Voisine : Sept à la Maison débute dans un instant.

Voisin : Ah merde!

Van Der Carpe : Je n'indemniserai pas!

 

Charles-Alphonse dévisage son maître comme s'il lui demandait son avis – ou lui transmettait des directives.

 

Salini : Bon… cette affaire m'enquiquine particulièrement. Il me semblerait légitime qu'à titre d'indemnisation le Mordor rembourse au gamin Valoche les taxes qu'il a du verser au club de bingo. Et puis il va falloir arrêter avec ces règles sans queue ni tête. Quelle est la prochaine étape? Une contribution hebdomadaire en truffade auprès des membres du conseil de quartier?

 

Van Der Carpe affirme que c'est scandaleux et que les retraités du club de bingo vont mettre le quartier à feu et à sang si l'on récupère les 25 euros qu'on leur a donné quelques jours plus tôt, ce à quoi Salini rétorque qu'elle peut, si elle le souhaite, payer de sa propre poche. L'idée ne semble pas la transporter et elle promet d'aller traiter avec le club. Victoire, Vercingétorix jette ses armes à mes pieds.

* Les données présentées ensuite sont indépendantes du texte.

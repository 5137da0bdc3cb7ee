//! InfiniCanvas headless shell.
//!
//! Loads a scene, replays an input script against it through the gesture controller and
//! prints the resulting scene as JSON.
//!
//! Run `infinicanvas --help` for the options.

mod script;

use clap::Parser;
use infinicanvas_core::shortcuts::ShortcutRegistry;
use infinicanvas_core::storage::{AutoSaveManager, FileStorage, create_default_storage};
use infinicanvas_core::{EngineConfig, GestureController, SceneStore, export_json, import_json};
use script::Script;
use std::error::Error;
use std::path::PathBuf;

/// Command line options.
#[derive(Parser, Debug)]
#[command(name = "infinicanvas", about = "Replay input scripts against an InfiniCanvas scene")]
struct Args {
    /// Engine configuration (JSON).
    #[arg(long, env = "INFINICANVAS_CONFIG")]
    config: Option<PathBuf>,

    /// Exported scene to import before replaying.
    #[arg(long)]
    scene: Option<PathBuf>,

    /// Write the resulting scene here instead of stdout.
    #[arg(short, long)]
    output: Option<PathBuf>,

    /// Restore the last autosaved scene and keep saving while replaying.
    #[arg(long)]
    autosave: bool,

    /// Print the keyboard shortcuts and exit.
    #[arg(long)]
    shortcuts: bool,

    /// Input script to replay.
    script: Option<PathBuf>,
}

fn print_shortcuts() {
    println!("\n=== Keyboard Shortcuts ===");
    for shortcut in ShortcutRegistry::all() {
        println!("  {:24} {}", shortcut.keys, shortcut.description);
    }
    println!();
}

fn run(args: Args) -> Result<(), Box<dyn Error>> {
    if args.shortcuts {
        print_shortcuts();
        return Ok(());
    }

    let config = match &args.config {
        Some(path) => EngineConfig::load(path)?,
        None => EngineConfig::default(),
    };

    let mut store = SceneStore::new();
    store.set_history_limit(config.undo_history);

    let mut autosave: Option<AutoSaveManager<FileStorage>> = if args.autosave {
        let mut manager = AutoSaveManager::new(create_default_storage()?);
        manager.set_interval(config.autosave_interval());
        if args.scene.is_none() {
            if let Some(scene) = pollster::block_on(manager.load_last()) {
                log::info!("Restored autosaved scene ({} elements)", scene.len());
                store.replace_scene(scene);
            }
        }
        Some(manager)
    } else {
        None
    };

    if let Some(path) = &args.scene {
        let json = std::fs::read_to_string(path)?;
        import_json(&mut store, &json)?;
    }

    store.subscribe(|change, scene| {
        log::debug!("{:?} ({} elements, {} selected)", change, scene.len(), scene.selected_ids().len());
    });

    let mut controller = GestureController::new(config);
    if let Some(path) = &args.script {
        let script = Script::load(path)?;
        let summary = script.replay(&mut controller, &mut store, |store| {
            if let Some(manager) = autosave.as_mut() {
                if let Err(err) = pollster::block_on(manager.maybe_save(store)) {
                    log::warn!("Autosave failed: {}", err);
                }
            }
        });
        log::info!(
            "Replayed {} steps ({} images placed, {} dropped)",
            summary.steps,
            summary.images_placed,
            summary.images_dropped
        );
    }

    if let Some(manager) = autosave.as_mut() {
        pollster::block_on(manager.save(&store))?;
    }

    let json = export_json(store.scene())?;
    match &args.output {
        Some(path) => {
            std::fs::write(path, json)?;
            log::info!("Wrote {}", path.display());
        }
        None => println!("{}", json),
    }
    Ok(())
}

fn main() {
    env_logger::init();
    log::info!("Starting InfiniCanvas");

    let args = Args::parse();
    if let Err(err) = run(args) {
        log::error!("{}", err);
        eprintln!("{}", err);
        std::process::exit(1);
    }
}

Salini nous invite à quitter promptement les lieux.

 

Cette requête était mignonne mais dites-vous bien que l'Etat n'a pas toujours le mauvais rôle et que les sociétés qui saisissent le CIRDI ont parfois des choses à se reprocher (atteintes à l'environnement, aux droits de l'Homme, aux droits des travailleurs)… même si l'Argentine décroche sans doute la palme du nombre de requêtes déposées à son encontre devant le CIRDI… Certaines blagues de juristes spécialistes de la question laissent d'ailleurs sous-entendre que l'Etat argentin aurait des actions au CIRDI. Nous nous gaussons de peu, nous juristes internationalistes.

 

Bref. Vous disposez désormais d'une expertise en droit des investissements. Répandez la sagesse lors des barbecues familiaux et des apéros au bar PMU.